**INPUT FOR THIS TASK:**
use serde::{Deserialize, Serialize};

// ━━━━━━━━━━━━━━━━━━━━━━━━━━━━━━━━━━━━━━━━━━━━━━━━━━━━━━━━━━━━━━━━━━
// Request-scoped dispatchers
// ━━━━━━━━━━━━━━━━━━━━━━━━━━━━━━━━━━━━━━━━━━━━━━━━━━━━━━━━━━━━━━━━━━

#[derive(Debug, Clone, Serialize, Deserialize)]
pub struct DispatchConfig {
    /// Concurrently active dispatchers allowed per user.
    #[serde(default = "d_max_dispatchers")]
    pub max_dispatchers_per_user: usize,

    /// Upper bound on a single tool execution (seconds).
    #[serde(default = "d_tool_timeout")]
    pub tool_timeout_secs: u64,

    /// Agent name used when the context's `agent_context` carries none.
    #[serde(default = "d_agent_name")]
    pub default_agent_name: String,

    /// How emitters react to out-of-order lifecycle events.
    #[serde(default)]
    pub ordering: OrderingMode,
}

impl Default for DispatchConfig {
    fn default() -> Self {
        Self {
            max_dispatchers_per_user: d_max_dispatchers(),
            tool_timeout_secs: d_tool_timeout(),
            default_agent_name: d_agent_name(),
            ordering: OrderingMode::default(),
        }
    }
}

/// Runtime ordering guard mode.
#[derive(Debug, Clone, Copy, Default, PartialEq, Eq, Serialize, Deserialize)]
#[serde(rename_all = "lowercase")]
pub enum OrderingMode {
    /// No runtime checking.
    Off,
    /// Log violations and deliver anyway.
    #[default]
    Warn,
    /// Reject out-of-order events before they reach the transport.
    Strict,
}

fn d_max_dispatchers() -> usize {
    5
}
fn d_tool_timeout() -> u64 {
    120
}
fn d_agent_name() -> String {
    "assistant".into()
}
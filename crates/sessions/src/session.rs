//! One user's agent state.

use std::collections::HashMap;

use chrono::{DateTime, Utc};
use parking_lot::Mutex;
use serde::Serialize;
use serde_json::{Map, Value};

// ━━━━━━━━━━━━━━━━━━━━━━━━━━━━━━━━━━━━━━━━━━━━━━━━━━━━━━━━━━━━━━━━━━
// Agent record
// ━━━━━━━━━━━━━━━━━━━━━━━━━━━━━━━━━━━━━━━━━━━━━━━━━━━━━━━━━━━━━━━━━━

/// An agent instance registered in a user's session.
#[derive(Debug, Clone, Serialize)]
pub struct AgentRecord {
    pub agent_name: String,
    /// The run that last used this agent.
    #[serde(skip_serializing_if = "Option::is_none")]
    pub run_id: Option<String>,
    #[serde(skip_serializing_if = "Option::is_none")]
    pub request_id: Option<String>,
    #[serde(default)]
    pub metadata: Map<String, Value>,
    pub created_at: DateTime<Utc>,
    pub last_used: DateTime<Utc>,
}

impl AgentRecord {
    pub fn new(agent_name: impl Into<String>) -> Self {
        let now = Utc::now();
        Self {
            agent_name: agent_name.into(),
            run_id: None,
            request_id: None,
            metadata: Map::new(),
            created_at: now,
            last_used: now,
        }
    }

    pub fn for_run(mut self, run_id: impl Into<String>, request_id: impl Into<String>) -> Self {
        self.run_id = Some(run_id.into());
        self.request_id = Some(request_id.into());
        self
    }

    pub fn with_metadata(mut self, key: impl Into<String>, value: Value) -> Self {
        self.metadata.insert(key.into(), value);
        self
    }
}

// ━━━━━━━━━━━━━━━━━━━━━━━━━━━━━━━━━━━━━━━━━━━━━━━━━━━━━━━━━━━━━━━━━━
// Session
// ━━━━━━━━━━━━━━━━━━━━━━━━━━━━━━━━━━━━━━━━━━━━━━━━━━━━━━━━━━━━━━━━━━

/// Point-in-time metrics for one session.
#[derive(Debug, Clone, Serialize)]
pub struct SessionMetrics {
    pub agent_count: usize,
    pub uptime_secs: i64,
    pub idle_secs: i64,
    pub created_at: DateTime<Utc>,
    pub last_activity: DateTime<Utc>,
}

struct SessionState {
    agents: HashMap<String, AgentRecord>,
    last_activity: DateTime<Utc>,
}

/// A user's agent session.
///
/// All mutation goes through a per-session lock, so operations on
/// different users never contend with each other.
pub struct Session {
    user_id: String,
    created_at: DateTime<Utc>,
    state: Mutex<SessionState>,
}

impl Session {
    pub fn new(user_id: impl Into<String>) -> Self {
        let now = Utc::now();
        Self {
            user_id: user_id.into(),
            created_at: now,
            state: Mutex::new(SessionState {
                agents: HashMap::new(),
                last_activity: now,
            }),
        }
    }

    pub fn user_id(&self) -> &str {
        &self.user_id
    }

    pub fn created_at(&self) -> DateTime<Utc> {
        self.created_at
    }

    pub fn last_activity(&self) -> DateTime<Utc> {
        self.state.lock().last_activity
    }

    /// Record activity without changing any agent.
    pub fn touch(&self) {
        self.state.lock().last_activity = Utc::now();
    }

    /// Insert or replace an agent.  Returns the replaced record, if any.
    pub fn register_agent(&self, name: &str, record: AgentRecord) -> Option<AgentRecord> {
        let mut state = self.state.lock();
        state.last_activity = Utc::now();
        state.agents.insert(name.to_owned(), record)
    }

    pub fn get_agent(&self, name: &str) -> Option<AgentRecord> {
        self.state.lock().agents.get(name).cloned()
    }

    /// Mark an agent as used now.  Returns false if it is not registered.
    pub fn touch_agent(&self, name: &str) -> bool {
        let mut state = self.state.lock();
        let now = Utc::now();
        state.last_activity = now;
        match state.agents.get_mut(name) {
            Some(record) => {
                record.last_used = now;
                true
            }
            None => false,
        }
    }

    pub fn remove_agent(&self, name: &str) -> Option<AgentRecord> {
        self.state.lock().agents.remove(name)
    }

    pub fn agent_count(&self) -> usize {
        self.state.lock().agents.len()
    }

    /// Registered agent names, sorted.
    pub fn agent_names(&self) -> Vec<String> {
        let mut names: Vec<String> = self.state.lock().agents.keys().cloned().collect();
        names.sort();
        names
    }

    /// Drop every agent.  Returns how many were removed.
    pub fn clear(&self) -> usize {
        let mut state = self.state.lock();
        let n = state.agents.len();
        state.agents.clear();
        n
    }

    /// Remove agents not used for at least `max_idle`.  Returns their names.
    pub fn evict_idle_agents(&self, max_idle: chrono::Duration, now: DateTime<Utc>) -> Vec<String> {
        let mut state = self.state.lock();
        let stale: Vec<String> = state
            .agents
            .iter()
            .filter(|(_, r)| now.signed_duration_since(r.last_used) >= max_idle)
            .map(|(name, _)| name.clone())
            .collect();
        for name in &stale {
            state.agents.remove(name);
        }
        stale
    }

    /// Remove least-recently-used agents until at most `keep` remain.
    pub fn evict_lru(&self, keep: usize) -> Vec<String> {
        let mut state = self.state.lock();
        if state.agents.len() <= keep {
            return Vec::new();
        }
        let mut by_age: Vec<(DateTime<Utc>, String)> = state
            .agents
            .iter()
            .map(|(name, r)| (r.last_used, name.clone()))
            .collect();
        by_age.sort();

        let excess = state.agents.len() - keep;
        let evicted: Vec<String> = by_age.into_iter().take(excess).map(|(_, n)| n).collect();
        for name in &evicted {
            state.agents.remove(name);
        }
        evicted
    }

    pub fn metrics(&self, now: DateTime<Utc>) -> SessionMetrics {
        let state = self.state.lock();
        SessionMetrics {
            agent_count: state.agents.len(),
            uptime_secs: now.signed_duration_since(self.created_at).num_seconds(),
            idle_secs: now.signed_duration_since(state.last_activity).num_seconds(),
            created_at: self.created_at,
            last_activity: state.last_activity,
        }
    }
}

impl std::fmt::Debug for Session {
    fn fmt(&self, f: &mut std::fmt::Formatter<'_>) -> std::fmt::Result {
        f.debug_struct("Session")
            .field("user_id", &self.user_id)
            .field("agents", &self.agent_count())
            .finish()
    }
}
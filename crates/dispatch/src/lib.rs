//! Request-scoped tool dispatchers for Runfence.
//!
//! [`DispatcherFactory::create_for_request`] is the single creation path:
//! it checks the per-user dispatcher cap, binds an event emitter, registers
//! a cancellation token and hands back a [`RequestScopedDispatcher`] that
//! belongs to exactly one request.  [`ScopedDispatcher`] runs `cleanup()`
//! when it goes out of scope.

pub mod cancel;
pub mod dispatcher;
pub mod factory;
pub mod limits;
pub mod metrics;
pub mod scoped;

pub use cancel::CancelRegistry;
pub use dispatcher::RequestScopedDispatcher;
pub use factory::DispatcherFactory;
pub use limits::DispatcherLimiter;
pub use metrics::{EntryPoint, FactoryMetrics, FactoryMetricsSnapshot};
pub use scoped::ScopedDispatcher;
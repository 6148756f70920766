pub mod config;
pub mod demo;

use clap::{Parser, Subcommand};

/// Runfence: per-user isolation for concurrent agent runs.
#[derive(Debug, Parser)]
#[command(name = "runfence", version, about)]
pub struct Cli {
    #[command(subcommand)]
    pub command: Option<Command>,
}

#[derive(Debug, Subcommand)]
pub enum Command {
    /// Start the runtime and its background sweeper (default when no
    /// subcommand is given).
    Serve,
    /// Run one agent against the in-memory transport and print the
    /// event-stream report as JSON.
    Demo(demo::DemoArgs),
    /// Configuration utilities.
    #[command(subcommand)]
    Config(ConfigCommand),
    /// Print version information.
    Version,
}

#[derive(Debug, Subcommand)]
pub enum ConfigCommand {
    /// Parse the config file and report any errors.
    Validate,
    /// Dump the resolved configuration (with defaults) as TOML.
    Show,
}

// ── Config loading helper ─────────────────────────────────────────────

/// Load the configuration from the path in `RF_CONFIG` (or `config.toml`
/// by default).  A missing file yields the built-in defaults.  Returns the
/// parsed [`Config`](rf_domain::config::Config) and the path that was used.
pub fn load_config() -> anyhow::Result<(rf_domain::config::Config, String)> {
    let config_path = std::env::var("RF_CONFIG").unwrap_or_else(|_| "config.toml".into());
    let config = load_config_from(&config_path)?;
    Ok((config, config_path))
}

pub fn load_config_from(config_path: &str) -> anyhow::Result<rf_domain::config::Config> {
    if !std::path::Path::new(config_path).exists() {
        return Ok(rf_domain::config::Config::default());
    }
    let raw = std::fs::read_to_string(config_path)
        .map_err(|e| anyhow::anyhow!("reading {config_path}: {e}"))?;
    toml::from_str(&raw).map_err(|e| anyhow::anyhow!("parsing {config_path}: {e}"))
}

**ASSIGNMENT:** Filter these records, keeping every line where the word "ConfigCommand" occurs.

**RESPONSE:**
    Config(ConfigCommand),
pub enum ConfigCommand {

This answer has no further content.